In May when I sold the domain that used to house this blog, I considered moving everything over to Medium.com. It would have been a lot of work. I decided against the move.

I got some good comments here plus I had this nagging concern that no matter how much I liked Medium as a user, they could always change the rules and screw me over at their whim.

Here we are 4 months later and as a user, I no longer like Medium nearly as much as I once did. In their effort to make money, the algorithm is filling my feed with paid article recommendations. These recommendations no longer match the types of articles that I was reading in the first half of the year.

I used to open the app and read articles about Javascript, new technologies, and a few Spanish-language articles. Whenever I completed an article that I felt to be well-written and informative, I would follow the author.

Today, my feed is full of click-bait titles on topics I have zero interest in reading. These are all articles for those that have paid memberships.

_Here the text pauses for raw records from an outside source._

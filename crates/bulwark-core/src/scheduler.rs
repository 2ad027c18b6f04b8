//! Recurring protection
//!
//! [`schedule`] spawns a background task that runs one classify+backup
//! cycle every interval, indefinitely.
//!
//! - Cancellation is explicit via [`ScheduleHandle`]; an in-flight cycle is
//!   allowed to finish and is never interrupted mid-copy.
//! - A per-backup-root mutex guarantees a new cycle never starts while a
//!   previous cycle or a manual run on the same backup root is still
//!   running; a contended fire is skipped with a warning.
//!
//! Locks are process-wide, keyed on the configured backup-root path.
//! Cross-process locking is out of scope.

use crate::config::BulwarkConfig;
use crate::session::SessionId;
use dashmap::DashMap;
use once_cell::sync::Lazy;
use std::path::{Path, PathBuf};
use std::sync::atomic::{AtomicU64, Ordering};
use std::sync::Arc;
use std::time::Duration;
use tokio::sync::{watch, Mutex};
use tokio::task::JoinHandle;
use tokio::time::sleep;

static CYCLE_LOCKS: Lazy<DashMap<PathBuf, Arc<Mutex<()>>>> = Lazy::new(DashMap::new);

/// The serialization lock for a backup root
///
/// Everything that writes into a backup root must hold its lock for the
/// duration of the cycle; the same path always yields the same lock within
/// this process.
#[must_use]
pub fn cycle_lock(backup_root: &Path) -> Arc<Mutex<()>> {
    CYCLE_LOCKS
        .entry(backup_root.to_path_buf())
        .or_insert_with(|| Arc::new(Mutex::new(())))
        .clone()
}

/// Handle to a running recurring-protection task
#[derive(Debug)]
pub struct ScheduleHandle {
    cancel_tx: watch::Sender<bool>,
    cycles: Arc<AtomicU64>,
    task: JoinHandle<()>,
}

impl ScheduleHandle {
    /// Request cancellation
    ///
    /// Honored at the next idle point: a cycle already in flight finishes
    /// first.
    pub fn cancel(&self) {
        let _ = self.cancel_tx.send(true);
    }

    /// Number of cycles attempted so far (skipped fires excluded)
    #[must_use]
    pub fn cycles_completed(&self) -> u64 {
        self.cycles.load(Ordering::SeqCst)
    }

    /// Whether the background task has exited
    #[must_use]
    pub fn is_finished(&self) -> bool {
        self.task.is_finished()
    }

    /// Cancel, wait for the task to exit, and return the cycle count
    pub async fn join(self) -> u64 {
        self.cancel();
        let _ = self.task.await;
        self.cycles.load(Ordering::SeqCst)
    }
}

/// Start recurring protection for a configured workspace
///
/// Each fire runs one classify+backup cycle with a fresh session id, then
/// waits `interval_hours` before the next. The task never blocks process
/// shutdown; use the returned handle to stop it cooperatively.
#[must_use]
pub fn schedule(config: &BulwarkConfig, interval_hours: f64) -> ScheduleHandle {
    let interval = Duration::from_secs_f64(interval_hours * 3600.0);
    let (cancel_tx, mut cancel_rx) = watch::channel(false);
    let cycles = Arc::new(AtomicU64::new(0));

    let lock = cycle_lock(&config.backup_root);
    let classifier = config.classifier();
    let executor = config.executor();
    let workspace_root = config.workspace_root.clone();
    let backup_root = config.backup_root.clone();
    let counter = Arc::clone(&cycles);

    let task = tokio::spawn(async move {
        loop {
            tokio::select! {
                () = sleep(interval) => {}
                _ = cancel_rx.changed() => break,
            }
            match lock.try_lock() {
                Ok(_guard) => {
                    let session_id = SessionId::new().to_string();
                    tracing::info!(session_id = %session_id, "scheduled backup cycle starting");
                    let assets = classifier.scan(&workspace_root);
                    match executor.execute(&session_id, &assets) {
                        Ok(report) => {
                            tracing::info!(
                                created = report.records.len(),
                                failed = report.failed,
                                "scheduled backup cycle complete"
                            );
                        }
                        Err(err) => {
                            tracing::error!(error = %err, "scheduled backup cycle failed to publish");
                        }
                    }
                    counter.fetch_add(1, Ordering::SeqCst);
                }
                Err(_) => {
                    tracing::warn!(
                        backup_root = %backup_root.display(),
                        "previous cycle still running; skipping this fire"
                    );
                }
            }
            if *cancel_rx.borrow() {
                break;
            }
        }
        tracing::debug!("recurring protection stopped");
    });

    ScheduleHandle {
        cancel_tx,
        cycles,
        task,
    }
}

#[cfg(test)]
mod tests {
    use super::*;

    #[test]
    fn cycle_lock_is_stable_per_path() {
        let a = cycle_lock(Path::new("/store/one"));
        let b = cycle_lock(Path::new("/store/one"));
        let c = cycle_lock(Path::new("/store/two"));
        assert!(Arc::ptr_eq(&a, &b));
        assert!(!Arc::ptr_eq(&a, &c));
    }

    #[tokio::test]
    async fn handle_cancels_before_first_fire() {
        let dir = tempfile::tempdir().unwrap();
        let config = BulwarkConfig::for_workspace(dir.path());
        let handle = schedule(&config, 1.0);

        let cycles = handle.join().await;
        assert_eq!(cycles, 0);
    }
}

Writers that I follow often do not show up in my feed and I need to perform multiple clicks to discover if any new articles have been written by them. Usually, I forget to look. So the cool writer I found in January or February is now a faded memory, even though I follow them. For business reasons, Medium chooses to hide them from my feed.

Pay to Play?

I’m not opposed to paying for a service that improves upon the free model. For Medium, I was in a wait-and-see mode. What I saw was a lot of writers made their content pay-only to earn revenue. Good writers and a lot of mediocre writers looking to get paid.

Medium had a moment. They were a format that signaled quality. If they still have it, it is fading. Medium continues to experiment and try different things, so maybe my concerns will be addressed over time. Or maybe they won’t.

I’ll Still Be Blogging Old-School

Even though I followed the proper procedures on Google Webmaster for transferring a domain, I lost a tremendous amount of traffic to this blog when I moved from the “.com” to the “.org”.

The 3-month page view average prior to the move was 33,000 a month. The 3-months since the move, that has dropped to just 6,000 a month. If you see an article written by some SEO hack saying you won’t lose traffic if you use the transfer procedure on Google Webmaster, they are wrong.

Even though my audience has dropped by 80%, it is still better for me to run a blog than trust that Medium will show my content on their feed to people that choose to follow me.